The main goal of this GSOC project is to optimize the speed of the iregnet package, so that it is as fast as the glmnet package.
iregnet is the first R package to support:
· general interval output data (including left and interval censoring; not just observed and right-censored data typical of survival analysis),
· elastic net (L1 + L2) regularization, and
· a fast glmnet-like coordinate descent solver.
The iregnet package is already useful for making predictions in data sets with possibly censored observations. After this GSOC project, its model fitting code will be even faster.
Before coding, I used Google-gperftools to profiler the iregnet code, and used pprof as the analysis tool. After that, I found that most of time can be saved if we use the BLAS instead of for loop in matrix/vector computation. More details can be found Here for all the profiler results and analysis info.
The coding plan is to rewrite the slow part. It is divided into two aspects for optimization.
Computational Process
There are five parts can be optimized during the computational process
1）Use vector arithmetic in coordinate descent algorithm
2）Pass j if it is converged
3）Only calculate the updated part in coeff loop during COORDINATE DESCENT
4）Save the result of X
5）Rewrite the reweighting step by different distributions and censoring types
C++ linear algebra library
Eigen or Armadillo (use openblas) was the nice choice to be the C++ linear algebra library. Both of them performed well toward matrix maths. And thanks to Rcpp Team, both of them were supported by RcppEigen or RcppArmadillo when used in R. By researching the source code, most of the parts can be optimized by using matrix computation. After the speed test between Eigen and Armadillo, we finally chose Armadillo as our C++ linear algebra library.
We can optimize iregnet from the ways mentioned above. More specific infomations about coding plans and methods could be found in this link
After coding during GSoC, iregnet is now faster than the previous version. I write a benchmark to compare between new and old version of iregnet. This benchmark was divided into two parts across row and col. Every part contains two different distributions and four kinds of censoring types.
For example:
The following figure is the test result in gaussian distribution with none censoring type. In this test, we use microbenchmark to mearsure the speed between glmnet, new iregnet and old iregnet. After the speed test, I use ggplot to get the benchmark figure.

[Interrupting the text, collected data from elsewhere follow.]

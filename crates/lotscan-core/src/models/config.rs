//! Configuration structures for the extraction pipeline.

use serde::{Deserialize, Serialize};

use crate::table::TableFormat;

/// Main configuration for the lotscan pipeline.
#[derive(Debug, Clone, Default, Serialize, Deserialize)]
#[serde(default)]
pub struct LotscanConfig {
    /// Lot extraction configuration.
    pub extraction: ExtractionConfig,

    /// Input discovery configuration.
    pub input: InputConfig,

    /// Output table configuration.
    pub output: OutputConfig,
}

/// How lot boundaries are found in catalog text.
#[derive(Debug, Clone, Copy, Default, PartialEq, Eq, Serialize, Deserialize)]
#[serde(rename_all = "snake_case")]
pub enum SegmentationMode {
    /// A lot starts at each occurrence of a roster artist name.
    #[default]
    NameAnchored,
    /// A lot starts at each line holding a numeric lot index and a name.
    IndexAnchored,
}

/// Which segments become records.
#[derive(Debug, Clone, Copy, Default, PartialEq, Eq, Serialize, Deserialize)]
#[serde(rename_all = "snake_case")]
pub enum ValidityGate {
    /// Artist and title must both be present.
    #[default]
    ArtistAndTitle,
    /// Either artist or title is enough.
    ArtistOrTitle,
}

impl ValidityGate {
    /// Whether a record with these artist/title values passes the gate.
    pub fn admits(&self, artist: &str, title: &str) -> bool {
        match self {
            ValidityGate::ArtistAndTitle => !artist.is_empty() && !title.is_empty(),
            ValidityGate::ArtistOrTitle => !artist.is_empty() || !title.is_empty(),
        }
    }
}

/// Lot extraction configuration.
#[derive(Debug, Clone, Serialize, Deserialize)]
#[serde(default)]
pub struct ExtractionConfig {
    /// Artist names used as lot anchors in name-anchored mode.
    pub artist_roster: Vec<String>,

    /// Boundary detection strategy.
    pub segmentation_mode: SegmentationMode,

    /// Record validity gate, applied to every segment of a run.
    pub field_validity_gate: ValidityGate,
}

impl Default for ExtractionConfig {
    fn default() -> Self {
        Self {
            artist_roster: default_roster(),
            segmentation_mode: SegmentationMode::default(),
            field_validity_gate: ValidityGate::default(),
        }
    }
}

fn default_roster() -> Vec<String> {
    [
        "Avery Singer",
        "Harold Ancart",
        "Hernan Bas",
        "Jonas Wood",
        "Lisa Yuskavage",
        "Lucas Arruda",
        "Lucy Bull",
        "Scott Kahn",
    ]
    .into_iter()
    .map(String::from)
    .collect()
}

/// Input discovery configuration.
#[derive(Debug, Clone, Serialize, Deserialize)]
#[serde(default)]
pub struct InputConfig {
    /// File extensions (without dot, case-insensitive) treated as documents.
    pub extensions: Vec<String>,
}

impl Default for InputConfig {
    fn default() -> Self {
        Self {
            extensions: vec!["pdf".to_string(), "txt".to_string()],
        }
    }
}

/// Output table configuration.
#[derive(Debug, Clone, Serialize, Deserialize)]
#[serde(default)]
pub struct OutputConfig {
    /// Table serialization format.
    pub format: TableFormat,

    /// Output file name, used when no explicit path is given.
    pub file_name: String,
}

impl Default for OutputConfig {
    fn default() -> Self {
        Self {
            format: TableFormat::Csv,
            file_name: "auction_data.csv".to_string(),
        }
    }
}

impl LotscanConfig {
    /// Load configuration from a JSON file.
    pub fn from_file(path: &std::path::Path) -> Result<Self, std::io::Error> {
        let content = std::fs::read_to_string(path)?;
        serde_json::from_str(&content).map_err(|e| {
            std::io::Error::new(std::io::ErrorKind::InvalidData, e.to_string())
        })
    }

    /// Save configuration to a JSON file.
    pub fn save(&self, path: &std::path::Path) -> Result<(), std::io::Error> {
        let content = serde_json::to_string_pretty(self).map_err(|e| {
            std::io::Error::new(std::io::ErrorKind::InvalidData, e.to_string())
        })?;
        std::fs::write(path, content)
    }
}

#[cfg(test)]
mod tests {
    use super::*;
    use pretty_assertions::assert_eq;

    #[test]
    fn test_gate_strict_and_loose() {
        assert!(ValidityGate::ArtistAndTitle.admits("Jonas Wood", "Untitled"));
        assert!(!ValidityGate::ArtistAndTitle.admits("Jonas Wood", ""));
        assert!(ValidityGate::ArtistOrTitle.admits("Jonas Wood", ""));
        assert!(ValidityGate::ArtistOrTitle.admits("", "Untitled"));
        assert!(!ValidityGate::ArtistOrTitle.admits("", ""));
    }

    #[test]
    fn test_partial_config_uses_defaults() {
        let json = r#"{ "extraction": { "segmentation_mode": "index_anchored" } }"#;
        let config: LotscanConfig = serde_json::from_str(json).unwrap();

        assert_eq!(config.extraction.segmentation_mode, SegmentationMode::IndexAnchored);
        assert_eq!(config.extraction.field_validity_gate, ValidityGate::ArtistAndTitle);
        assert_eq!(config.extraction.artist_roster.len(), 8);
        assert_eq!(config.input.extensions, vec!["pdf", "txt"]);
        assert_eq!(config.output.format, TableFormat::Csv);
    }

    #[test]
    fn test_save_and_load() {
        let dir = tempfile::tempdir().unwrap();
        let path = dir.path().join("config.json");

        let mut config = LotscanConfig::default();
        config.extraction.field_validity_gate = ValidityGate::ArtistOrTitle;
        config.extraction.artist_roster = vec!["Scott Kahn".to_string()];
        config.save(&path).unwrap();

        let loaded = LotscanConfig::from_file(&path).unwrap();
        assert_eq!(loaded.extraction.field_validity_gate, ValidityGate::ArtistOrTitle);
        assert_eq!(loaded.extraction.artist_roster, vec!["Scott Kahn"]);
    }
}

As for the figure, new iregnet is now actually faster than pervious version and closer to glmnet than before. More benchmark results are in this blog. The blog contains all the tests according to different censoring types, different distributions and row&col.
Entire Benchmark link: http://rovervan.com/post/gsoc/iregnet-benchmark
On the winter vacation of this year, I searched cpp GSoC project on github. Finally I found the project of R Org. I learned from the GSoC home page of R that student would be better in finishing the tests as more as he can before contacting mentor. I chose the most interested project I like and spent more time on the qualification tests.
After I finished all the qualification tests, I contacted my mentor Toby in time. Thanks for Toby's suggestions, I found the way to optimize the project with BLAS. That's a good direction and I try different kinds of BLAS before I started writing my application.
When writing the application for iregnet project, I already had lots of profiler result of the iregnet. Also I found the different way to optimize iregnet and wrote them as coding plans in my application. There were specific profiler results in every coding plans to make sure the plan would be worked well. Mentor Toby gave me much advice after I sent him my application and that was really helpful for me. Finally, I got selected for GSoC fortunately.
On this summer, firstly, I started the project by importing RcppArmadillo to iregnet. Secondly, I rewrote the main procedure in iregnet_fit.cpp. After that, I spent time on rewriting every distributions and also their four kinds of censoing types. In the end, I wrote a specific benchmark to show the speed improvements on iregnet.
During GSoC, I has clear interactions with my mentors every week via skype, github and email. With frequency communication, Toby and Anuj mentored me helpfully with my coding project.
After I identified several issues in Rperform, Toby suggested me to communicate with the Rperform developers for resolving these issues. So I gave my first issue on github in Rperform repo and hoped to help them fix the problem together.
When finishing the main optimization plan, I started to write the benchmark for new iregnet (after optimization). Toby shows me lots of ways to make the benchmark more specific and I also spent a little more time to make it well.
In the end, I have learned about how to optimize matrix computation in cpp, use microbenchmark to measure the performance of R packages and create specific figures with ggplot. In addition, I knew more about coding skills and open source workflow on this project. Thanks for my mentor Toby and Anuj. I believed that I made great progress in this summer and I really appreciate their help during GSoC.